++++ Record extracts

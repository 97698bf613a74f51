//! Token broker: hands out a non-expired bearer token from one backend.

use std::sync::Arc;

use chrono::{Duration, Utc};
use tracing::{debug, info, instrument, warn};

use super::CredentialError;
use super::manager::TokenBackend;
use super::types::{ApiAuth, BackendKind, TokenCache};

/// Default time before expiry at which a cached token is replaced.
pub const DEFAULT_REFRESH_MARGIN_SECS: i64 = 60;

pub struct TokenBroker {
    backend: Arc<dyn TokenBackend>,
    refresh_margin: Duration,
}

impl TokenBroker {
    pub fn new(backend: Arc<dyn TokenBackend>) -> Self {
        Self {
            backend,
            refresh_margin: Duration::seconds(DEFAULT_REFRESH_MARGIN_SECS),
        }
    }

    pub fn with_refresh_margin(mut self, margin: std::time::Duration) -> Self {
        self.refresh_margin = Duration::from_std(margin)
            .unwrap_or_else(|_| Duration::seconds(DEFAULT_REFRESH_MARGIN_SECS));
        self
    }

    pub fn kind(&self) -> BackendKind {
        self.backend.kind()
    }

    pub fn check_config(&self) -> Result<(), CredentialError> {
        self.backend.check_config()
    }

    /// Return credentials for downstream calls.
    ///
    /// Reuses the cached token while it is outside the refresh margin, so
    /// repeated calls within one validity window hit the network at most once.
    #[instrument(skip(self, cache), fields(backend = %self.kind()))]
    pub async fn get_token(&self, cache: &mut TokenCache) -> Result<ApiAuth, CredentialError> {
        if !cache.restored {
            self.backend.restore(cache).await;
            cache.restored = true;
        }

        if let Some(token) = cache.access.as_ref()
            && token.is_usable(self.refresh_margin, Utc::now())
        {
            return Ok(self.build_auth(cache));
        }

        debug!("Cached token missing or expiring, fetching a new one");
        let token = self.backend.fetch(cache).await?;

        if token.is_expired(Utc::now()) {
            warn!(expires_at = %token.expires_at, "Backend returned an already expired token");
            return Err(CredentialError::TokenInvalid);
        }
        if !token.is_usable(self.refresh_margin, Utc::now()) {
            debug!(
                expires_at = %token.expires_at,
                "Token lifetime is shorter than the refresh margin"
            );
        }

        info!(expires_at = %token.expires_at, "Access token refreshed");
        cache.access = Some(token);
        Ok(self.build_auth(cache))
    }

    /// Drop the cached access token, e.g. after a 401 from a downstream call.
    pub fn invalidate(&self, cache: &mut TokenCache) {
        if cache.access.take().is_some() {
            debug!(backend = %self.kind(), "Access token invalidated");
        }
    }

    fn build_auth(&self, cache: &TokenCache) -> ApiAuth {
        let (bearer, client_id) = cache
            .access
            .as_ref()
            .map(|t| (t.value.clone(), t.client_id.clone()))
            .unwrap_or_default();
        ApiAuth {
            bearer,
            client_id,
            client_token: self.backend.client_token(cache),
        }
    }
}
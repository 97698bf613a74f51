pub mod fs;
pub mod http_client;
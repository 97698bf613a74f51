//! Backend implementations, one per auth protocol.

pub mod authorization_code;
pub mod binary_login;
pub mod client_credentials;
pub mod cookie;
mod oauth;
pub mod totp;

use std::sync::Arc;
use std::time::Duration;

use reqwest::Client;

pub use authorization_code::{AuthorizationCodeBackend, AuthorizationPrompt, Pkce, StdinPrompt};
pub use binary_login::BinaryLoginBackend;
pub use client_credentials::ClientCredentialsBackend;
pub use cookie::CookieBackend;

use super::manager::TokenBackend;
use super::types::BackendKind;
use crate::config::MonitorConfig;

/// Build the backend selected in the configuration.
pub fn create_backend(config: &MonitorConfig, client: Client) -> Arc<dyn TokenBackend> {
    let timeout: Duration = config.request_timeout();
    match config.backend {
        BackendKind::Cookie => Arc::new(CookieBackend::new(client, config.cookie.clone(), timeout)),
        BackendKind::OAuthClientCredentials => Arc::new(ClientCredentialsBackend::new(
            client,
            config.client_credentials.clone(),
            timeout,
        )),
        BackendKind::OAuthAuthorizationCode => Arc::new(AuthorizationCodeBackend::new(
            client,
            config.authorization_code.clone(),
            timeout,
        )),
        BackendKind::BinaryLogin => Arc::new(BinaryLoginBackend::new(
            client,
            config.binary_login.clone(),
            timeout,
        )),
    }
}
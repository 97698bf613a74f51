//! Binary (protobuf) login backend.
//!
//! The login endpoint trades a long-lived stored credential plus device and
//! system identifiers for an access token. Every login call must carry a
//! client token from a second endpoint; that token is cached for its whole
//! lifetime and replaced only when it expires or the login endpoint rejects it.

use std::time::Duration;

use async_trait::async_trait;
use chrono::Utc;
use proto_codec::{
    ClientTokenRequest, LoginResponse, build_login_request, parse_client_token_response,
    parse_login_response,
};
use reqwest::{Client, StatusCode, header};
use tracing::{debug, info, instrument, warn};

use crate::config::BinaryLoginConfig;
use crate::credentials::error::CredentialError;
use crate::credentials::manager::TokenBackend;
use crate::credentials::types::{
    AccessToken, BackendKind, ClientToken, TokenCache, expiry_after_secs,
};

const PROTOBUF_CONTENT_TYPE: &str = "application/x-protobuf";
const CLIENT_TOKEN_HEADER: &str = "client-token";
/// Lifetime assumed when the client-token reply carries none.
const CLIENT_TOKEN_DEFAULT_TTL_SECS: u64 = 14 * 24 * 60 * 60;
const CLIENT_TOKEN_MARGIN_SECS: i64 = 60;
const DEFAULT_ACCESS_TTL_SECS: u64 = 3600;

/// Login error codes that mean the stored credential itself is bad.
const LOGIN_ERROR_INVALID_CREDENTIALS: u64 = 1;
const LOGIN_ERROR_UNKNOWN_IDENTIFIER: u64 = 5;

pub struct BinaryLoginBackend {
    client: Client,
    config: BinaryLoginConfig,
    timeout: Duration,
}

impl BinaryLoginBackend {
    pub fn new(client: Client, config: BinaryLoginConfig, timeout: Duration) -> Self {
        Self {
            client,
            config,
            timeout,
        }
    }

    fn client_token_request(&self) -> ClientTokenRequest {
        ClientTokenRequest {
            app_version: self.config.app_version.clone(),
            device_id: self.config.device_id.clone(),
            system_id: self.config.system_id.clone(),
            cpu_arch: self.config.cpu_arch,
            os_build: self.config.os_build,
            platform: self.config.platform,
            os_major: self.config.os_major,
            os_minor: self.config.os_minor,
            client_model: self.config.client_model,
        }
    }

    #[instrument(skip(self))]
    async fn fetch_client_token(&self) -> Result<ClientToken, CredentialError> {
        let response = self
            .client
            .post(&self.config.client_token_url)
            .header(header::CONTENT_TYPE, PROTOBUF_CONTENT_TYPE)
            .header(header::ACCEPT, PROTOBUF_CONTENT_TYPE)
            .body(self.client_token_request().encode())
            .timeout(self.timeout)
            .send()
            .await?;

        let status = response.status();
        if !status.is_success() {
            return Err(CredentialError::acquisition(
                BackendKind::BinaryLogin,
                format!("client-token endpoint returned HTTP {status}"),
            ));
        }

        let parsed = parse_client_token_response(&response.bytes().await?)?;
        let ttl = parsed
            .expires_after_seconds
            .unwrap_or(CLIENT_TOKEN_DEFAULT_TTL_SECS);
        let expires_at = expiry_after_secs(ttl)?;
        debug!(%expires_at, "Client token issued");

        Ok(ClientToken {
            value: parsed.token,
            expires_at,
        })
    }

    /// Cached client token, or a new one when missing or about to expire.
    async fn ensure_client_token(&self, cache: &mut TokenCache) -> Result<String, CredentialError> {
        let margin = chrono::Duration::seconds(CLIENT_TOKEN_MARGIN_SECS);
        if let Some(token) = cache.client_token.as_ref()
            && token.is_usable(margin, Utc::now())
        {
            return Ok(token.value.clone());
        }
        let token = self.fetch_client_token().await?;
        let value = token.value.clone();
        cache.client_token = Some(token);
        Ok(value)
    }

    async fn login(
        &self,
        client_token: &str,
        stored_credential: &str,
    ) -> Result<LoginResponse, CredentialError> {
        let body = build_login_request(
            &self.config.device_id,
            &self.config.system_id,
            &self.config.user_uri_id,
            stored_credential,
        );
        let response = self
            .client
            .post(&self.config.login_url)
            .header(header::CONTENT_TYPE, PROTOBUF_CONTENT_TYPE)
            .header(header::ACCEPT, PROTOBUF_CONTENT_TYPE)
            .header(CLIENT_TOKEN_HEADER, client_token)
            .body(body)
            .timeout(self.timeout)
            .send()
            .await?;

        let status = response.status();
        if status.is_success() {
            return Ok(parse_login_response(&response.bytes().await?)?);
        }

        let text = response.text().await.unwrap_or_default();
        if is_client_token_rejection(status, &text) {
            return Err(CredentialError::ClientTokenInvalidOrExpired);
        }
        Err(CredentialError::acquisition(
            BackendKind::BinaryLogin,
            format!("login endpoint returned HTTP {status}"),
        ))
    }
}

/// 401, or 400/403 whose body talks about the client token.
fn is_client_token_rejection(status: StatusCode, body: &str) -> bool {
    if status == StatusCode::UNAUTHORIZED {
        return true;
    }
    if status != StatusCode::BAD_REQUEST && status != StatusCode::FORBIDDEN {
        return false;
    }
    let body = body.to_ascii_lowercase();
    ["client token", "client-token", "client_token", "clienttoken"]
        .iter()
        .any(|needle| body.contains(needle))
}
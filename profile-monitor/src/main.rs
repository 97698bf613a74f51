use std::sync::Arc;

use anyhow::Context;
use tokio_util::sync::CancellationToken;
use tracing::{error, info};

use profile_monitor::api::WebApiClient;
use profile_monitor::config::MonitorConfig;
use profile_monitor::credentials::{TokenBroker, create_backend};
use profile_monitor::monitor::{PollSettings, ProfileMonitor};
use profile_monitor::notification::{CompositeSink, TracingSink};
use profile_monitor::panic_hook::PanicContext;
use profile_monitor::store::FileBaselineStore;
use profile_monitor::utils::fs::ensure_dir_all_with_op;
use profile_monitor::utils::http_client::{build_client, install_rustls_provider};
use profile_monitor::{logging, panic_hook};

#[tokio::main]
async fn main() -> anyhow::Result<()> {
    dotenvy::dotenv().ok();

    let mut config = MonitorConfig::from_env().context("loading configuration")?;
    config
        .binary_login
        .apply_captured_requests()
        .context("reading captured login requests")?;
    config.validate().context("invalid configuration")?;

    let _guard = logging::init_logging(&config.log_dir)?;

    install_rustls_provider();
    let client = build_client(config.request_timeout());

    let backend = create_backend(&config, client.clone());
    let broker = TokenBroker::new(backend).with_refresh_margin(config.refresh_margin());
    panic_hook::install(
        &config.log_dir,
        PanicContext {
            user_id: config.user_id.clone(),
            backend: broker.kind(),
        },
    );
    // Static credential problems stop the process before the loop starts.
    broker
        .check_config()
        .with_context(|| format!("backend {} is misconfigured", broker.kind()))?;

    ensure_dir_all_with_op("creating data directory", &config.data_dir).await?;
    let store = Arc::new(FileBaselineStore::new(&config.data_dir, &config.user_id));
    let api = Arc::new(WebApiClient::new(client, config.api.clone()));
    let sink = Arc::new(CompositeSink::new().with(Arc::new(TracingSink)));

    let monitor = ProfileMonitor::new(PollSettings::from_config(&config), broker, api, store, sink);
    let mut session = monitor.load_session().await?;

    let cancel = CancellationToken::new();
    let ctrl_c_cancel = cancel.clone();
    tokio::spawn(async move {
        match tokio::signal::ctrl_c().await {
            Ok(()) => {
                info!("Interrupt received, stopping after the current step");
                ctrl_c_cancel.cancel();
            }
            Err(e) => error!(error = %e, "Failed to listen for interrupt"),
        }
    });

    monitor.run(&mut session, cancel).await;
    Ok(())
}
//! Notification sinks.
//!
//! The poll loop emits every event to exactly one [`NotificationSink`];
//! fan-out is done by [`CompositeSink`]. A failing sink never aborts a cycle.

use std::sync::Arc;

use async_trait::async_trait;
use parking_lot::Mutex;
use tokio::sync::broadcast;
use tracing::{error, info, warn};

use super::events::{NotificationEvent, NotificationPriority};
use crate::{Error, Result};

#[async_trait]
pub trait NotificationSink: Send + Sync {
    /// Sink name for logs.
    fn name(&self) -> &'static str;

    async fn send(&self, event: &NotificationEvent) -> Result<()>;
}

/// Writes events to the log.
#[derive(Debug, Default, Clone)]
pub struct TracingSink;

#[async_trait]
impl NotificationSink for TracingSink {
    fn name(&self) -> &'static str {
        "tracing"
    }

    async fn send(&self, event: &NotificationEvent) -> Result<()> {
        let priority = event.priority();
        let title = event.title();
        let description = event.description();
        match priority {
            NotificationPriority::Critical => {
                error!(event_type = event.event_type(), %priority, "{}: {}", title, description)
            }
            NotificationPriority::High => {
                warn!(event_type = event.event_type(), %priority, "{}: {}", title, description)
            }
            NotificationPriority::Normal | NotificationPriority::Low => {
                info!(event_type = event.event_type(), %priority, "{}: {}", title, description)
            }
        }
        Ok(())
    }
}

/// Publishes events on a broadcast channel for in-process consumers.
#[derive(Clone)]
pub struct BroadcastSink {
    sender: broadcast::Sender<NotificationEvent>,
}

impl BroadcastSink {
    /// Create a new broadcaster with default capacity (256).
    pub fn new() -> Self {
        Self::with_capacity(256)
    }

    pub fn with_capacity(capacity: usize) -> Self {
        let (sender, _) = broadcast::channel(capacity);
        Self { sender }
    }

    pub fn subscribe(&self) -> broadcast::Receiver<NotificationEvent> {
        self.sender.subscribe()
    }

    pub fn subscriber_count(&self) -> usize {
        self.sender.receiver_count()
    }
}

impl Default for BroadcastSink {
    fn default() -> Self {
        Self::new()
    }
}

#[async_trait]
impl NotificationSink for BroadcastSink {
    fn name(&self) -> &'static str {
        "broadcast"
    }

    async fn send(&self, event: &NotificationEvent) -> Result<()> {
        // No subscribers is not an error.
        let _ = self.sender.send(event.clone());
        Ok(())
    }
}

/// Fans events out to several sinks; one failing sink does not stop the rest.
#[derive(Default, Clone)]
pub struct CompositeSink {
    sinks: Vec<Arc<dyn NotificationSink>>,
}

impl CompositeSink {
    pub fn new() -> Self {
        Self::default()
    }

    pub fn with(mut self, sink: Arc<dyn NotificationSink>) -> Self {
        self.sinks.push(sink);
        self
    }

    pub fn len(&self) -> usize {
        self.sinks.len()
    }

    pub fn is_empty(&self) -> bool {
        self.sinks.is_empty()
    }
}

#[async_trait]
impl NotificationSink for CompositeSink {
    fn name(&self) -> &'static str {
        "composite"
    }

    async fn send(&self, event: &NotificationEvent) -> Result<()> {
        let mut failed = Vec::new();
        for sink in &self.sinks {
            if let Err(e) = sink.send(event).await {
                warn!(sink = sink.name(), error = %e, "Notification sink failed");
                failed.push(sink.name());
            }
        }
        if failed.is_empty() {
            Ok(())
        } else {
            Err(Error::Other(format!(
                "notification failed for sinks: {}",
                failed.join(", ")
            )))
        }
    }
}

/// Keeps every event in memory. Useful for embedding and tests.
#[derive(Default, Clone)]
pub struct MemorySink {
    events: Arc<Mutex<Vec<NotificationEvent>>>,
}

impl MemorySink {
    pub fn new() -> Self {
        Self::default()
    }

    pub fn events(&self) -> Vec<NotificationEvent> {
        self.events.lock().clone()
    }

    pub fn take(&self) -> Vec<NotificationEvent> {
        std::mem::take(&mut *self.events.lock())
    }

    pub fn len(&self) -> usize {
        self.events.lock().len()
    }

    pub fn is_empty(&self) -> bool {
        self.events.lock().is_empty()
    }
}

#[async_trait]
impl NotificationSink for MemorySink {
    fn name(&self) -> &'static str {
        "memory"
    }

    async fn send(&self, event: &NotificationEvent) -> Result<()> {
        self.events.lock().push(event.clone());
        Ok(())
    }
}

#[cfg(test)]
mod tests {
    use super::*;
    use crate::monitor::{ChangeEvent, EntityKind};

    struct FailingSink;

    #[async_trait]
    impl NotificationSink for FailingSink {
        fn name(&self) -> &'static str {
            "failing"
        }

        async fn send(&self, _event: &NotificationEvent) -> Result<()> {
            Err(Error::Other("smtp down".into()))
        }
    }

    fn event() -> NotificationEvent {
        ChangeEvent::value(EntityKind::ProfileName, "u", Some("a".into()), Some("b".into())).into()
    }

    #[tokio::test]
    async fn test_composite_delivers_past_failing_sink() {
        let memory = MemorySink::new();
        let composite = CompositeSink::new()
            .with(Arc::new(FailingSink))
            .with(Arc::new(memory.clone()));

        let result = composite.send(&event()).await;
        assert!(result.is_err());
        assert_eq!(memory.len(), 1);
    }

    #[tokio::test]
    async fn test_broadcast_reaches_subscribers() {
        let sink = BroadcastSink::with_capacity(4);
        let mut rx = sink.subscribe();
        let sent = event();
        sink.send(&sent).await.unwrap();
        assert_eq!(rx.recv().await.unwrap(), sent);
    }

    #[tokio::test]
    async fn test_broadcast_without_subscribers_is_ok() {
        let sink = BroadcastSink::new();
        assert!(sink.send(&event()).await.is_ok());
        assert_eq!(sink.subscriber_count(), 0);
    }
}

++++++++

Where does the word "title" appear in the records above? Return every line that holds it.

◆ Response to the exercise ◆
        let title = event.title();
                error!(event_type = event.event_type(), %priority, "{}: {}", title, description)
                warn!(event_type = event.event_type(), %priority, "{}: {}", title, description)
                info!(event_type = event.event_type(), %priority, "{}: {}", title, description)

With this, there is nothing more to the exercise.